___ INPUT MATERIAL ___

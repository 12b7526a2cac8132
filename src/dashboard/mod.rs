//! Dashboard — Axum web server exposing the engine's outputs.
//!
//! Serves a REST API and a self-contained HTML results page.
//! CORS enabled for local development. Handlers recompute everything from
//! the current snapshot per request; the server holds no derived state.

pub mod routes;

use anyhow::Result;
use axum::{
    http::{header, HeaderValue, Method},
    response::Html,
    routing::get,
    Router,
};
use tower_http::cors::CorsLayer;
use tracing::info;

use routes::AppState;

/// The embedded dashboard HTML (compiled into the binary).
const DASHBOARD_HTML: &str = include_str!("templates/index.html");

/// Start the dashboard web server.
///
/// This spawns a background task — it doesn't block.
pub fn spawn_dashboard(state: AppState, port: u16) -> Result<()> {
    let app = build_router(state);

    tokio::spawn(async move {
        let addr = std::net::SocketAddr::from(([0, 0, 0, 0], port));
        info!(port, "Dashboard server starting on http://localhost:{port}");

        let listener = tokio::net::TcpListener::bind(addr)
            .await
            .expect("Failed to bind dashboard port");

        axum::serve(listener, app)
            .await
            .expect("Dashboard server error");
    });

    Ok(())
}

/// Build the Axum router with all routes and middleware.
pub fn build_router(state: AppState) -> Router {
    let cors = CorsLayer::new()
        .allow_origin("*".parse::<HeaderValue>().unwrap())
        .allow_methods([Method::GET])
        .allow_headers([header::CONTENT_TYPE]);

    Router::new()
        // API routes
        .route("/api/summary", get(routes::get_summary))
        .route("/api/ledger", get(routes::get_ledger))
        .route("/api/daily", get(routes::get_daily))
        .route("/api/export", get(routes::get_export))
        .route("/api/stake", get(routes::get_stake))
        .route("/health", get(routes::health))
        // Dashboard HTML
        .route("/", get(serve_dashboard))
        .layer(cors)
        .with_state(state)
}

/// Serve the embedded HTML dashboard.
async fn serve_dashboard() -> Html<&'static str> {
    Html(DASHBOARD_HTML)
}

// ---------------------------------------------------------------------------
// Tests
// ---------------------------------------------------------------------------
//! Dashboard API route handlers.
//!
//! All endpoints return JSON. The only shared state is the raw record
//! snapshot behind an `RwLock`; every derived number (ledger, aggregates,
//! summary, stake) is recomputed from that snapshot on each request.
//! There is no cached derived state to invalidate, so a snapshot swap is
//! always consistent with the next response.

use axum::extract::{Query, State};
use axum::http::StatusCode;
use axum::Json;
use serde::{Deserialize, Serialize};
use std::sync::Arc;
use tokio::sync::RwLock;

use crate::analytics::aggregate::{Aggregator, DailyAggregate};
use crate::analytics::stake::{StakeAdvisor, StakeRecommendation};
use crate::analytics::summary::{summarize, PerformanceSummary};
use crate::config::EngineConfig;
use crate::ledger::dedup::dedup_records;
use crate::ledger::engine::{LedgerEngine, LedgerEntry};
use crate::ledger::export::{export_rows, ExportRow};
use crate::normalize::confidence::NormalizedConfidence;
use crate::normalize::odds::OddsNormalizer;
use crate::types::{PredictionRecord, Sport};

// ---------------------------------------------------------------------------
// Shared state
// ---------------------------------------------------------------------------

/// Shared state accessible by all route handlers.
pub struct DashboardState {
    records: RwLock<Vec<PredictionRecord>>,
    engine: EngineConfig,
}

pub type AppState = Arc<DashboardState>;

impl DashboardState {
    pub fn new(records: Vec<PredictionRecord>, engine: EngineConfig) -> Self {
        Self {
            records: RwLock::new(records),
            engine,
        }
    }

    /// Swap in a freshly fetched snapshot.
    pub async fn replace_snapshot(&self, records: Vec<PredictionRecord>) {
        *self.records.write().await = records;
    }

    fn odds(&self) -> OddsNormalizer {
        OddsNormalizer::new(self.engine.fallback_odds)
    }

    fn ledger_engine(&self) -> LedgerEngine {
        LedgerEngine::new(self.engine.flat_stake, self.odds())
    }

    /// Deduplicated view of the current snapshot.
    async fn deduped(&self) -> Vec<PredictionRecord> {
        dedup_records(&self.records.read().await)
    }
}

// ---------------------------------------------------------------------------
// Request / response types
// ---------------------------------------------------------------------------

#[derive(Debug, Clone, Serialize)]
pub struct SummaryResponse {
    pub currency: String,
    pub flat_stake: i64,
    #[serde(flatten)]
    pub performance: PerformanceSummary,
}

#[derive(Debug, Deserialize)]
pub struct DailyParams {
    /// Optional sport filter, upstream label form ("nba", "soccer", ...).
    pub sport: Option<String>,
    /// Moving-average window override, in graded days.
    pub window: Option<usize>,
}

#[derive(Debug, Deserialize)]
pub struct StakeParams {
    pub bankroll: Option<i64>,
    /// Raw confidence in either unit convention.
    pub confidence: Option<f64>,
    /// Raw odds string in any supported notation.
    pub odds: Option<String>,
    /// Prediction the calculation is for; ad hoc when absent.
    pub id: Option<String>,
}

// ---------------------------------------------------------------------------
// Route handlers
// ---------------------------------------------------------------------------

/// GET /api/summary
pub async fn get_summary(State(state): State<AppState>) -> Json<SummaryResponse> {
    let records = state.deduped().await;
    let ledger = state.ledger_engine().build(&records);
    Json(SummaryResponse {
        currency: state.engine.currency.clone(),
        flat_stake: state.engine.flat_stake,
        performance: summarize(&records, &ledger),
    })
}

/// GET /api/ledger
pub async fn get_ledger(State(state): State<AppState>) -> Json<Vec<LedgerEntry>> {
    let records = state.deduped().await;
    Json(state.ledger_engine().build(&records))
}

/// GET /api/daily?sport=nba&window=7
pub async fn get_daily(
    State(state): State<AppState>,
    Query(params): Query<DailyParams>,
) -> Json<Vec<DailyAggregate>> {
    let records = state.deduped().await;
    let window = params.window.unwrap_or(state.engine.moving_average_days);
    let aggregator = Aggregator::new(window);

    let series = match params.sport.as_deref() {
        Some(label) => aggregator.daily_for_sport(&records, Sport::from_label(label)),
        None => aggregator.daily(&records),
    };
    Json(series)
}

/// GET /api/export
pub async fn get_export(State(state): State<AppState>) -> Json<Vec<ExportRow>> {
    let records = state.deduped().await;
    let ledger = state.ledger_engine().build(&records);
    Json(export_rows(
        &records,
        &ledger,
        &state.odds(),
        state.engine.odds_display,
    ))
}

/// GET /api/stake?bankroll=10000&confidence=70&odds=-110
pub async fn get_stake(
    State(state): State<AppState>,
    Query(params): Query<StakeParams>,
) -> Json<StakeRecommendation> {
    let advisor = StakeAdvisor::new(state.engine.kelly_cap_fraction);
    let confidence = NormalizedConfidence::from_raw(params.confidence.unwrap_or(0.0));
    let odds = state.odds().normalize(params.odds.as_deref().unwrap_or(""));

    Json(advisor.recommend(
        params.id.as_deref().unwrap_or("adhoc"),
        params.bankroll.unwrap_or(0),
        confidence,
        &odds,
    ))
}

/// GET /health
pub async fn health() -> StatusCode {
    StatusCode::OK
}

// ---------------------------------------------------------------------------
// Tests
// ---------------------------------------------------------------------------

___
___ INPUT MATERIAL ___

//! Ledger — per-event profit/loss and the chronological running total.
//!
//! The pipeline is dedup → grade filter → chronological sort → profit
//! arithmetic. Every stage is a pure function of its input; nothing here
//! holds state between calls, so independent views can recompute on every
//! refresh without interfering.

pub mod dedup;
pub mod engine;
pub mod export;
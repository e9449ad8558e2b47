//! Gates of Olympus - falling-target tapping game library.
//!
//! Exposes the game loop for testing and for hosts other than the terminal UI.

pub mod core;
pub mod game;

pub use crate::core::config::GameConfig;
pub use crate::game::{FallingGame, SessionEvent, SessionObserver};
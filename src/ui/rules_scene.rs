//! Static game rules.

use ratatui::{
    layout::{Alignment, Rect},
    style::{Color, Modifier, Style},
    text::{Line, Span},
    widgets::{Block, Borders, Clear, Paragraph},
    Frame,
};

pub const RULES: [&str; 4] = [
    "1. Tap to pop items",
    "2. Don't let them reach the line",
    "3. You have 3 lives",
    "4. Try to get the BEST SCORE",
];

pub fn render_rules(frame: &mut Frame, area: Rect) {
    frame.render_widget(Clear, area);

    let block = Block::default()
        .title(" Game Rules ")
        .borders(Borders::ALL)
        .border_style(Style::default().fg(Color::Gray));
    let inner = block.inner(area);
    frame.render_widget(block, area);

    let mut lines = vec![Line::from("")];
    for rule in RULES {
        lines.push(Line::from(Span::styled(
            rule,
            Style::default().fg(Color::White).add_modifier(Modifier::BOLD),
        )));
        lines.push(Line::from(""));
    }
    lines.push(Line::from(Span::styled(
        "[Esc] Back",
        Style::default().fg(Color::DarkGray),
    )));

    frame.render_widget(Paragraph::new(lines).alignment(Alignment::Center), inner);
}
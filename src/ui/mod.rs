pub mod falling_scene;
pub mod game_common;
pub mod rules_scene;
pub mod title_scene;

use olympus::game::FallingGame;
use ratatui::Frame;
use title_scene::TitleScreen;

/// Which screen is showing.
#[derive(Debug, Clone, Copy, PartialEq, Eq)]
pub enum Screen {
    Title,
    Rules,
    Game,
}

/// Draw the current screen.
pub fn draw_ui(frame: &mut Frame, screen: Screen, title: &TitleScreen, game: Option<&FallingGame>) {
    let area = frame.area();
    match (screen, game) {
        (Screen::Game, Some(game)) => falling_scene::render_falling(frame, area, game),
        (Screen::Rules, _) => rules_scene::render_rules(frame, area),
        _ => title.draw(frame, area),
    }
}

___
___ INPUT MATERIAL ___

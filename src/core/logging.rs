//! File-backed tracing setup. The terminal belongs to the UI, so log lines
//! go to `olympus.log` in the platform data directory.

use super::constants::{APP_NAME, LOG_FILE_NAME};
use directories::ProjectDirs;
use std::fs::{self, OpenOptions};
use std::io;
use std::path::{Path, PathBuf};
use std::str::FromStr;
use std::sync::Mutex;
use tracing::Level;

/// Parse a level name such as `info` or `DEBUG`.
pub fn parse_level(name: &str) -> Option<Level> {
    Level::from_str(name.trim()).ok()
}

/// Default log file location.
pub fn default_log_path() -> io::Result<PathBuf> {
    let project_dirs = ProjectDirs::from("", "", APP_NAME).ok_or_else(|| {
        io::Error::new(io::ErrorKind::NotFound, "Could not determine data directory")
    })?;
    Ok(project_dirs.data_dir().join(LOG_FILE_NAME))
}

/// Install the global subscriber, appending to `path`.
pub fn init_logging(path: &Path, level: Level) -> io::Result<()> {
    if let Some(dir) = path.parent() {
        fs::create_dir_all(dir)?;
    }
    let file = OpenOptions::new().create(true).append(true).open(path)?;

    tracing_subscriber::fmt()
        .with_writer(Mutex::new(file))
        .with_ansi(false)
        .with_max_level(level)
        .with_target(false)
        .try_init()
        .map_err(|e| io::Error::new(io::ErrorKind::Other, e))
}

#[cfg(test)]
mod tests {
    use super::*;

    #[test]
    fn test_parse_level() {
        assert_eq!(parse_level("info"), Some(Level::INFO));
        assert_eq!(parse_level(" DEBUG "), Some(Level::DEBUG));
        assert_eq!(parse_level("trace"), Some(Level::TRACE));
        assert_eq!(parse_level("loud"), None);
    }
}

___

▸ ACTIVITY
Copy all lines from the entries that contain the word "addr".

▸ RESULT FOR THIS TASK
        let addr = std::net::SocketAddr::from(([0, 0, 0, 0], port));
        let listener = tokio::net::TcpListener::bind(addr)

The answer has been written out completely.